COVID-19 Stories Go Viral and Encourage Vaccinations

Facebook post about ER nurse Danny Plata

Health care workers on the front lines of COVID-19 are sharing their stories on social media to encourage others to get vaccinated. And the stories are going viral.

In an emotional post on Facebook, Brytney Cobia, M.D., a hospitalist at Grandview Medical Center in Birmingham, Alabama, said, “I've made a LOT of progress encouraging people to get vaccinated lately!!! Do you want to know how? I'm admitting young healthy people to the hospital with very serious COVID infections. One of the last things they do before they're intubated is beg me for the vaccine…. but it’s too late. … I hug their family members, and I tell them the best way to honor their loved one is to go get vaccinated and encourage everyone they know to do the same.”

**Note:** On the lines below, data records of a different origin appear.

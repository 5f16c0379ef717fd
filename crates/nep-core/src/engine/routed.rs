//! One `Engine` method per dispatch slot. Each looks up the session owning the
//! ncid and calls through its bound table; an absent slot is `Unsupported`.

use nep_abi::{
    AttInfo, AttValue, ChunkCache, CompoundField, DatasetSummary, DimInfo, EnddefParams,
    Endianness, EnumMember, FileFormat, FillMode, FormatExtended, NcError, NcResult, NcType, Ncid,
    OpenFile, ParAccess, Quantize, Slab, Storage, TypeInfo, UserTypeInfo, VarInfo, VlenElement,
};

use super::Engine;

fn absent(file: &OpenFile, op: &str) -> NcError {
    NcError::unsupported(format!("{op} is not implemented by the {} backend", file.slot()))
}

macro_rules! routed {
    (
        file { $( $(#[$fdoc:meta])* $fname:ident ( $($farg:ident : $fty:ty),* ) -> $fret:ty; )* }
        group { $( $(#[$gdoc:meta])* $gname:ident ( $($garg:ident : $gty:ty),* ) -> $gret:ty; )* }
    ) => {
        impl Engine {
            $(
                $(#[$fdoc])*
                pub fn $fname(&self, ncid: Ncid $(, $farg: $fty)*) -> NcResult<$fret> {
                    self.with_session(ncid, |file| {
                        let slot = file.table().$fname.ok_or_else(|| absent(file, stringify!($fname)))?;
                        slot(file $(, $farg)*)
                    })
                }
            )*
            $(
                $(#[$gdoc])*
                pub fn $gname(&self, ncid: Ncid $(, $garg: $gty)*) -> NcResult<$gret> {
                    self.with_session(ncid, |file| {
                        let slot = file.table().$gname.ok_or_else(|| absent(file, stringify!($gname)))?;
                        slot(file, ncid $(, $garg)*)
                    })
                }
            )*
        }
    };
}

routed! {
    file {
    /// Enter define mode.
    redef() -> ();
    /// Leave define mode.
    enddef(params: EnddefParams) -> ();
    sync() -> ();
    /// Returns the previous fill mode.
    set_fill(fill: FillMode) -> FillMode;
    inq_format() -> FileFormat;
    inq_format_extended() -> FormatExtended;
    }

    group {
    inq() -> DatasetSummary;
    inq_type(xtype: NcType) -> TypeInfo;

    /// `None` defines the unlimited dimension.
    def_dim(name: &str, len: Option<usize>) -> i32;
    inq_dimid(name: &str) -> i32;
    inq_dim(dimid: i32) -> DimInfo;
    inq_unlimdim() -> Option<i32>;
    rename_dim(dimid: i32, name: &str) -> ();

    inq_att(varid: i32, name: &str) -> AttInfo;
    inq_attid(varid: i32, name: &str) -> i32;
    inq_attname(varid: i32, attnum: i32) -> String;
    rename_att(varid: i32, name: &str, new_name: &str) -> ();
    del_att(varid: i32, name: &str) -> ();
    get_att(varid: i32, name: &str, out: &mut [u8], mem_type: NcType) -> ();
    put_att(varid: i32, name: &str, value: &AttValue<'_>) -> ();

    def_var(name: &str, xtype: NcType, dimids: &[i32]) -> i32;
    inq_varid(name: &str) -> i32;
    rename_var(varid: i32, name: &str) -> ();
    get_vara(varid: i32, slab: &Slab<'_>, out: &mut [u8], mem_type: NcType) -> ();
    put_vara(varid: i32, slab: &Slab<'_>, data: &[u8], mem_type: NcType) -> ();
    get_vars(varid: i32, slab: &Slab<'_>, out: &mut [u8], mem_type: NcType) -> ();
    put_vars(varid: i32, slab: &Slab<'_>, data: &[u8], mem_type: NcType) -> ();
    get_varm(varid: i32, slab: &Slab<'_>, out: &mut [u8], mem_type: NcType) -> ();
    put_varm(varid: i32, slab: &Slab<'_>, data: &[u8], mem_type: NcType) -> ();
    inq_var_all(varid: i32) -> VarInfo;
    var_par_access(varid: i32, access: ParAccess) -> ();
    def_var_fill(varid: i32, no_fill: bool, fill_value: Option<&[u8]>) -> ();

    show_metadata() -> ();
    inq_unlimdims() -> Vec<i32>;

    inq_ncid(name: &str) -> Ncid;
    inq_grps() -> Vec<Ncid>;
    inq_grpname() -> String;
    inq_grpname_full() -> String;
    inq_grp_parent() -> Ncid;
    inq_grp_full_ncid(full_name: &str) -> Ncid;
    inq_varids() -> Vec<i32>;
    inq_dimids(include_parents: bool) -> Vec<i32>;
    inq_typeids() -> Vec<NcType>;
    inq_type_equal(t1: NcType, ncid2: Ncid, t2: NcType) -> bool;
    def_grp(name: &str) -> Ncid;
    rename_grp(name: &str) -> ();
    inq_user_type(xtype: NcType) -> UserTypeInfo;
    inq_typeid(name: &str) -> NcType;

    def_compound(size: usize, name: &str) -> NcType;
    insert_compound(xtype: NcType, name: &str, offset: usize, field_type: NcType) -> ();
    insert_array_compound(xtype: NcType, name: &str, offset: usize, field_type: NcType, dims: &[usize]) -> ();
    inq_compound_field(xtype: NcType, fieldid: i32) -> CompoundField;
    inq_compound_fieldindex(xtype: NcType, name: &str) -> i32;
    def_vlen(name: &str, base_type: NcType) -> NcType;
    put_vlen_element(xtype: NcType, element: &mut VlenElement, len: usize, data: &[u8]) -> ();
    get_vlen_element(xtype: NcType, element: &VlenElement) -> Vec<u8>;
    def_enum(base_type: NcType, name: &str) -> NcType;
    insert_enum(xtype: NcType, name: &str, value: i64) -> ();
    inq_enum_member(xtype: NcType, idx: i32) -> EnumMember;
    inq_enum_ident(xtype: NcType, value: i64) -> String;
    def_opaque(size: usize, name: &str) -> NcType;

    def_var_deflate(varid: i32, shuffle: bool, level: Option<u32>) -> ();
    def_var_fletcher32(varid: i32, enabled: bool) -> ();
    def_var_chunking(varid: i32, storage: &Storage) -> ();
    def_var_endian(varid: i32, endian: Endianness) -> ();
    def_var_filter(varid: i32, id: u32, params: &[u32]) -> ();
    set_var_chunk_cache(varid: i32, cache: ChunkCache) -> ();
    get_var_chunk_cache(varid: i32) -> ChunkCache;
    inq_var_filter_ids(varid: i32) -> Vec<u32>;
    inq_var_filter_info(varid: i32, id: u32) -> Vec<u32>;
    def_var_quantize(varid: i32, quantize: Quantize) -> ();
    inq_var_quantize(varid: i32) -> Quantize;
    inq_filter_avail(id: u32) -> ();
    }
}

Danny Plata, an emergency department nurse at Sharp Chula Vista Medical Center in San Diego, who contracted COVID-19 between his first and second vaccine doses, shared his story through social media in hopes of persuading others to get vaccinated. He was in the hospital for three months, 41 of those days were spent in a coma. He has had to relearn how to walk and breathe on his own again.

In an interview with the NBC news affiliate in San Diego, Plata admitted, “If I wouldn’t have had that shot, I probably would have died. It definitely helped out with my outcome.”

A 2020 nationwide COVID-19 information campaign on Facebook found that “short messages from physicians and nurses had a significant impact on decreasing COVID-19 infection rates.” Reaching nearly 30 million Facebook users during the holiday season last year when COVID-19 cases were rising, social media proved to be a compelling and cost-effective way to slow the spread of the virus and inspire positive behavior changes.

The study was led by a research team that included academics from MIT, Harvard University, Massachusetts General Hospital, Online Care Group, Stanford University, Ludwig Maximilian University of Munich, Bozeman Health Deaconess Hospital, Yale University, Lynn Community Health Center, Johns Hopkins University, St. Anthony North Family Medicine, Paris School of Economics, and McGovern Medical School at the University of Texas.

The research findings underscore the power of social media as a communications tool for improving public health. According to that report, nearly 70% of Americans use Facebook, and about 36% say they use social media as a primary source of news.

The report also suggests that social media can play a role in preventing the spread of future pandemics and overcoming vaccine hesitancy. More research is underway to continue to assess the health care impacts of social media and ways to continue to use it to encourage more people to get vaccinated.